While there might be those of you who would suggest that it's this experiment's urgency which overrides any doubt Reed might have had in this Thing's bona fides, consider that it doesn't stand to reason that Reed would place his life in the hands of a man whose identity he wasn't absolutely sure about. (Of course, the whole experiment is moot anyway, since Reed has already explored faster-than-light usage of "sub-space," but he's probably not about to listen to me in his current state. Maybe he'll be mollified with the knowledge that he's actually discovered the Negative Zone, an "offshoot" of sub-space, instead.)

As we've seen, the Thing (whose thought expressions shift back and forth between his own and those that Ben Grimm would have, for whatever reason) has begun to see Reed in a different light other than a man who seeks fame and publicity--but it's when Reed is endangered that the intruder finds his conscience, leading to a moment of sacrifice through which he comes to terms with his wasted life.

(Whatever "extreme conditions" the Thing speaks of which has caused Reed to don a protective helmet are apparently enough to give pause to Mr. Fantastic, a man whose elastic body could conceivably withstand such conditions--though I've probably picked the wrong moment to quibble about such a minor observation.)

Unknown to Reed and Sue, the death of the doppelganger has caused the real Ben Grimm to revert to the Thing once more, a moment where he decides to accept (at least for now) that the possibility of his ever existing again in human form is just a pipe dream. Time would tell on that score, of course--but for now, there's a happy reunion to look forward to, as well as an acknowledgment of the heroism of a mysterious man who turned his life around, better late than never.


This issue's cover would  receive a makeover six years later, courtesy of artist Sal Buscema.

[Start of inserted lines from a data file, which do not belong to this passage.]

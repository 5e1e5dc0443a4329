use std::path::PathBuf;
use std::time::Duration;

use anyhow::{Context, Result};
use clap::{Parser, Subcommand};
use indicatif::{ProgressBar, ProgressStyle};

use bbfs_db::db;
use bbfs_db::models::{DrawRecord, Weekday};

use bbfs_engine::analysis::AnalysisWindow;
use bbfs_engine::config::{load_config, save_config, EngineConfig};
use bbfs_engine::display;
use bbfs_engine::engine::Engine;
use bbfs_engine::strategies::Strategy;

#[derive(Parser)]
#[command(name = "bbfs-engine", about = "Générateur et backtest BBFS 6 chiffres pour le 4D")]
struct Cli {
    /// Fichier de configuration JSON (valeurs par défaut si absent)
    #[arg(short, long, global = true)]
    config: Option<PathBuf>,

    #[command(subcommand)]
    command: Command,
}

#[derive(Subcommand)]
enum Command {
    /// Rejouer tout l'historique pour chaque stratégie
    Backtest,

    /// Générer un BBFS
    Predict {
        /// Résultat d'entrée (4 chiffres) ; par défaut le dernier tirage
        #[arg(short, long)]
        input: Option<String>,

        /// Jour de l'entrée (senin..minggu ou monday..sunday)
        #[arg(short, long)]
        day: Option<String>,

        /// Stratégie ; la meilleure si absente
        #[arg(short, long)]
        strategy: Option<Strategy>,
    },

    /// Série de pertes en cours
    Streak {
        #[arg(short, long, default_value = "v2")]
        strategy: Strategy,

        /// Nombre de pertes à détailler
        #[arg(short, long, default_value = "10")]
        limit: usize,
    },

    /// Répartition historique des séries de pertes
    Breakdown {
        /// Stratégie ; la meilleure si absente
        #[arg(short, long)]
        strategy: Option<Strategy>,
    },

    /// Détail des prédictions passées sur une fenêtre
    Analysis {
        #[arg(short, long)]
        strategy: Option<Strategy>,

        /// Nombre de jours, ou "all"
        #[arg(short, long, default_value = "7")]
        window: AnalysisWindow,

        /// Dernières lignes du backtest au lieu d'une fenêtre calendaire
        #[arg(long)]
        last: Option<usize>,
    },

    /// Meilleure stratégie (plus petite série maximale)
    Best,

    /// Vérifier la cohérence des séries et des pertes
    Validate,

    /// Qualité et période des données
    Info {
        /// Nombre de derniers tirages à afficher
        #[arg(short, long, default_value = "10")]
        last: usize,
    },

    /// Statistiques de transition
    Stats,

    /// Écrire la configuration par défaut
    InitConfig {
        #[arg(short, long, default_value = "bbfs_config.json")]
        output: PathBuf,
    },
}

fn main() -> Result<()> {
    env_logger::init();
    let cli = Cli::parse();

    if let Command::InitConfig { output } = &cli.command {
        save_config(&EngineConfig::default(), output)
            .with_context(|| format!("Impossible d'écrire {:?}", output))?;
        println!("Configuration par défaut écrite dans {}", output.display());
        return Ok(());
    }

    let config = match &cli.config {
        Some(path) => load_config(path).with_context(|| format!("Impossible de lire {:?}", path))?,
        None => EngineConfig::default(),
    };

    let records = load_history()?;
    println!("{} tirages chargés", records.len());

    let mut engine = Engine::new(config);
    engine.load_records(records);

    match cli.command {
        Command::Backtest => {
            run_backtests(&mut engine);
            display::display_pattern_summary(&engine.pattern_summary());
        }
        Command::Predict { input, day, strategy } => cmd_predict(&mut engine, input, day, strategy)?,
        Command::Streak { strategy, limit } => {
            run_backtests(&mut engine);
            display::display_active_streak(&engine.active_streak(strategy), limit);
        }
        Command::Breakdown { strategy } => {
            let strategy = resolve_strategy(&mut engine, strategy);
            match engine.historical_breakdown(strategy) {
                Some(breakdown) => display::display_breakdown(&breakdown),
                None => println!("Aucune série de pertes pour {}.", strategy),
            }
        }
        Command::Analysis { strategy, window, last } => {
            let strategy = resolve_strategy(&mut engine, strategy);
            match last {
                Some(limit) => {
                    let rows = engine.realtime_analysis(strategy, limit);
                    display::display_analysis(&rows, &format!("{} - {} dernières prédictions", strategy, limit));
                }
                None => {
                    let rows = engine.filtered_analysis(strategy, window);
                    let label = match window {
                        AnalysisWindow::Days(days) => format!("{} - {} derniers jours", strategy, days),
                        AnalysisWindow::All => format!("{} - tout l'historique", strategy),
                    };
                    display::display_analysis(&rows, &label);
                }
            }
        }
        Command::Best => {
            run_backtests(&mut engine);
            match engine.best_strategy() {
                Some(best) => {
                    println!("\nMeilleure stratégie : {} - {}", best, best.description());
                    let summary: Vec<_> = engine
                        .pattern_summary()
                        .into_iter()
                        .filter(|s| s.strategy == best)
                        .collect();
                    display::display_pattern_summary(&summary);
                }
                None => println!("Pas assez de tirages pour comparer les stratégies."),
            }
        }
        Command::Validate => {
            run_backtests(&mut engine);
            let report = engine.validation_report();
            display::display_validation(&report);
            if report.iter().any(|e| !e.is_accurate()) {
                log::warn!("Incohérence détectée entre séries et pertes");
            }
        }
        Command::Info { last } => {
            if let Some(info) = engine.data_info() {
                display::display_data_info(&info);
            }
            display::display_records(&engine.latest_records(last));
        }
        Command::Stats => display::display_stats(&engine.stats()),
        Command::InitConfig { .. } => {}
    }

    Ok(())
}

fn load_history() -> Result<Vec<DrawRecord>> {
    let path = db::db_path();
    let conn = db::open_db(&path)?;
    db::migrate(&conn)?;

    if db::count_records(&conn)? == 0 {
        anyhow::bail!("Aucun tirage en base. Lancez d'abord : bbfs-cli import");
    }
    db::fetch_all_records(&conn)
}

fn run_backtests(engine: &mut Engine) {
    let pb = ProgressBar::new_spinner();
    if let Ok(style) = ProgressStyle::with_template("{spinner:.green} [{elapsed_precise}] {msg}") {
        pb.set_style(style);
    }
    pb.set_message("Backtest des stratégies V1, V2, V3...");
    pb.enable_steady_tick(Duration::from_millis(100));

    engine.run_all_backtests();

    pb.finish_and_clear();
}

fn resolve_strategy(engine: &mut Engine, strategy: Option<Strategy>) -> Strategy {
    match strategy {
        Some(s) => s,
        None => {
            run_backtests(engine);
            engine.best_strategy().unwrap_or(Strategy::Precision)
        }
    }
}

fn cmd_predict(
    engine: &mut Engine,
    input: Option<String>,
    day: Option<String>,
    strategy: Option<Strategy>,
) -> Result<()> {
    let Some(input) = input else {
        let strategy = resolve_strategy(engine, strategy);
        match engine.next_prediction(strategy) {
            Some((latest, set)) => {
                display::display_prediction(strategy, &latest.result, latest.weekday, &set);
            }
            None => println!("Aucun résultat valide pour prédire."),
        }
        return Ok(());
    };

    let weekday = match day {
        Some(name) => Weekday::from_name(&name)
            .with_context(|| format!("Jour inconnu '{}'", name))?,
        None => {
            let today = chrono::Local::now().date_naive();
            Weekday::from_date(today)
        }
    };

    let (strategy, set) = match strategy {
        Some(s) => (s, engine.generate_prediction(&input, weekday, s)?),
        None => {
            run_backtests(engine);
            engine.generate_auto_prediction(&input, weekday)?
        }
    };
    display::display_prediction(strategy, input.trim(), weekday, &set);
    Ok(())
}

dangermash aka The Artistic Actuary said...

I thought that if you take a look through the whole of this issue, there's only a single panel where superpowers are used, Johnny setting his thumb in fire in a Uni coffee shop just to illustrate his powers to other students without creating a scene. But looking at this post, there's Ben trashing a wall at the beginning. Oh well.

Darren Clayton said...

No, you are correct - the wall smashing was from the previous issue. The Torch’s thumb flame is indeed the only time one of the FF uses their powers in this issue.

Big Murr said...

The identity debate is where my suspension of disbelief snapped. As you say, CF, a dead ringer for Ben Grimm is cause for all kinds of consternation, not "just some kooky street person". Super Skrull, androids, etc, etc all could "easily imitate" the Thing. After that scene, my interest in the story is at arm's length. It's one of those stories where pesky details are swept aside wholesale for a Deep and Meaningful Moment.

A lesser frown came with the mystery man and his all too compressed back story. He "spent a lifetime creating my duplication apparatus" do what? It therefore would be a project that started long before the appearance of the Fantastic Four. What was mystery man intending to duplicate? He was an odd-looking fellow...perhaps he originally had big plans to lure Rock Hudson or John Wayne into his apartment and steal their appearance?

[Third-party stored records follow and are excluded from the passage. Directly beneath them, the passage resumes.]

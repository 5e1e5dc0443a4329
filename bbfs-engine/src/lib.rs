pub mod analysis;
pub mod backtest;
pub mod config;
pub mod display;
pub mod engine;
pub mod patterns;
pub mod rules;
pub mod strategies;
pub mod streaks;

Dangermash and Darren - I would challenge this "no powers" assertion. I would count the Thing crushing a titanium bar like a pop can a demonstration of superpower, not to mention lifting a massive piece of machinery with one hand. Less spectacular, the Thing hurling Reed out of the Negative Zone like a fastball is beyond human levels.

Colin Jones said...

This story also appeared in the second FF Treasury Edition which is where I first read it.

dangermash aka The Artistic Actuary said...

That's not The Thing crushing that bar, Murr, it's the imposter. I should have said the flaming thumb was the only example of one of the original four using their superpower.

Comicsfan said...

Come to think of it, "kooky street person" also had to have the FF's private elevator key to get up to see Reed, Sue, and "the Thing" unannounced, Murray. (Or else he took the stairs, which unauthorized visitors have been known to do.)